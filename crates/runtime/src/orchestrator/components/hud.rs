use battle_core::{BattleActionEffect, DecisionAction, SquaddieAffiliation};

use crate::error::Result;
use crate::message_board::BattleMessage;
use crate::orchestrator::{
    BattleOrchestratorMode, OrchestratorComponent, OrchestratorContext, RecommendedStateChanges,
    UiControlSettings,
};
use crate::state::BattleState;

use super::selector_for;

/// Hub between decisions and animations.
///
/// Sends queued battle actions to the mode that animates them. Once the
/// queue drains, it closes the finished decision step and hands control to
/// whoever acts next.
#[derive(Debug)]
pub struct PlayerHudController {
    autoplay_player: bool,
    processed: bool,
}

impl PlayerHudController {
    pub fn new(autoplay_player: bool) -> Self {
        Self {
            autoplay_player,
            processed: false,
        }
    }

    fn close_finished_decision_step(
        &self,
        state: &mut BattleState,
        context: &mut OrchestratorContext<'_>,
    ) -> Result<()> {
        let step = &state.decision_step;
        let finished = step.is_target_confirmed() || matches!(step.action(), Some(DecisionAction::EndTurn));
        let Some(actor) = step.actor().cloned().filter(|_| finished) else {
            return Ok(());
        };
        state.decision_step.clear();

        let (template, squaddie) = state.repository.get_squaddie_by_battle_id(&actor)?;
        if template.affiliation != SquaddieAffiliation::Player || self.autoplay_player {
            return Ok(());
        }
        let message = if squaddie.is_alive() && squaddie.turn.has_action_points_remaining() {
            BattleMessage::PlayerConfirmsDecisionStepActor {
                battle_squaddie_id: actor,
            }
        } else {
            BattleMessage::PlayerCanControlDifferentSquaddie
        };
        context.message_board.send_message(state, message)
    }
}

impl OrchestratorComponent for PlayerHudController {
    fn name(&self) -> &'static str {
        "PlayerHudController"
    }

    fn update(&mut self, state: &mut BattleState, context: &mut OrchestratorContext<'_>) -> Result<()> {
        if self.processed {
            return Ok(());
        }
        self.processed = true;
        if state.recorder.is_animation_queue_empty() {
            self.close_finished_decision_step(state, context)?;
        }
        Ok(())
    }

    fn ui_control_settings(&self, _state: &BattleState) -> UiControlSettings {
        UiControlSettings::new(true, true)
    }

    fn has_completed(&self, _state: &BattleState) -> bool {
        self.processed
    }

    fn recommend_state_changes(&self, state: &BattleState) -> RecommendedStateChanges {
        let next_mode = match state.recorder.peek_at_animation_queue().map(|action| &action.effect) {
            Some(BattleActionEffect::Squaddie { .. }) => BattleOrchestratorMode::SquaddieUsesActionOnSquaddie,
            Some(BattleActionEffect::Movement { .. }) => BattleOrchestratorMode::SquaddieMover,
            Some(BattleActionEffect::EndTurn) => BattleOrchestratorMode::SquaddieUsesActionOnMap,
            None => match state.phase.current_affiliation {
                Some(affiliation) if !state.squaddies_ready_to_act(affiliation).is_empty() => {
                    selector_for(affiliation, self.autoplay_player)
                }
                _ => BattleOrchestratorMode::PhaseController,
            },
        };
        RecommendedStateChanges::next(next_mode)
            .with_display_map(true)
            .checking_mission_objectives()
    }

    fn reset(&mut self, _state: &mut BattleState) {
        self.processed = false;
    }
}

· · ·

#### Task to carry out
Return the full listing, word for word.

#### Answer to the problem
filename crates/runtime/src/orchestrator/components/hud.rs
use battle_core::{BattleActionEffect, DecisionAction, SquaddieAffiliation};

use crate::error::Result;
use crate::message_board::BattleMessage;
use crate::orchestrator::{
    BattleOrchestratorMode, OrchestratorComponent, OrchestratorContext, RecommendedStateChanges,
    UiControlSettings,
};
use crate::state::BattleState;

use super::selector_for;

/// Hub between decisions and animations.
///
/// Sends queued battle actions to the mode that animates them. Once the
/// queue drains, it closes the finished decision step and hands control to
/// whoever acts next.
#[derive(Debug)]
pub struct PlayerHudController {
    autoplay_player: bool,
    processed: bool,
}

impl PlayerHudController {
    pub fn new(autoplay_player: bool) -> Self {
        Self {
            autoplay_player,
            processed: false,
        }
    }

    fn close_finished_decision_step(
        &self,
        state: &mut BattleState,
        context: &mut OrchestratorContext<'_>,
    ) -> Result<()> {
        let step = &state.decision_step;
        let finished = step.is_target_confirmed() || matches!(step.action(), Some(DecisionAction::EndTurn));
        let Some(actor) = step.actor().cloned().filter(|_| finished) else {
            return Ok(());
        };
        state.decision_step.clear();

        let (template, squaddie) = state.repository.get_squaddie_by_battle_id(&actor)?;
        if template.affiliation != SquaddieAffiliation::Player || self.autoplay_player {
            return Ok(());
        }
        let message = if squaddie.is_alive() && squaddie.turn.has_action_points_remaining() {
            BattleMessage::PlayerConfirmsDecisionStepActor {
                battle_squaddie_id: actor,
            }
        } else {
            BattleMessage::PlayerCanControlDifferentSquaddie
        };
        context.message_board.send_message(state, message)
    }
}

impl OrchestratorComponent for PlayerHudController {
    fn name(&self) -> &'static str {
        "PlayerHudController"
    }

    fn update(&mut self, state: &mut BattleState, context: &mut OrchestratorContext<'_>) -> Result<()> {
        if self.processed {
            return Ok(());
        }
        self.processed = true;
        if state.recorder.is_animation_queue_empty() {
            self.close_finished_decision_step(state, context)?;
        }
        Ok(())
    }

    fn ui_control_settings(&self, _state: &BattleState) -> UiControlSettings {
        UiControlSettings::new(true, true)
    }

    fn has_completed(&self, _state: &BattleState) -> bool {
        self.processed
    }

    fn recommend_state_changes(&self, state: &BattleState) -> RecommendedStateChanges {
        let next_mode = match state.recorder.peek_at_animation_queue().map(|action| &action.effect) {
            Some(BattleActionEffect::Squaddie { .. }) => BattleOrchestratorMode::SquaddieUsesActionOnSquaddie,
            Some(BattleActionEffect::Movement { .. }) => BattleOrchestratorMode::SquaddieMover,
            Some(BattleActionEffect::EndTurn) => BattleOrchestratorMode::SquaddieUsesActionOnMap,
            None => match state.phase.current_affiliation {
                Some(affiliation) if !state.squaddies_ready_to_act(affiliation).is_empty() => {
                    selector_for(affiliation, self.autoplay_player)
                }
                _ => BattleOrchestratorMode::PhaseController,
            },
        };
        RecommendedStateChanges::next(next_mode)
            .with_display_map(true)
            .checking_mission_objectives()
    }

    fn reset(&mut self, _state: &mut BattleState) {
        self.processed = false;
    }
}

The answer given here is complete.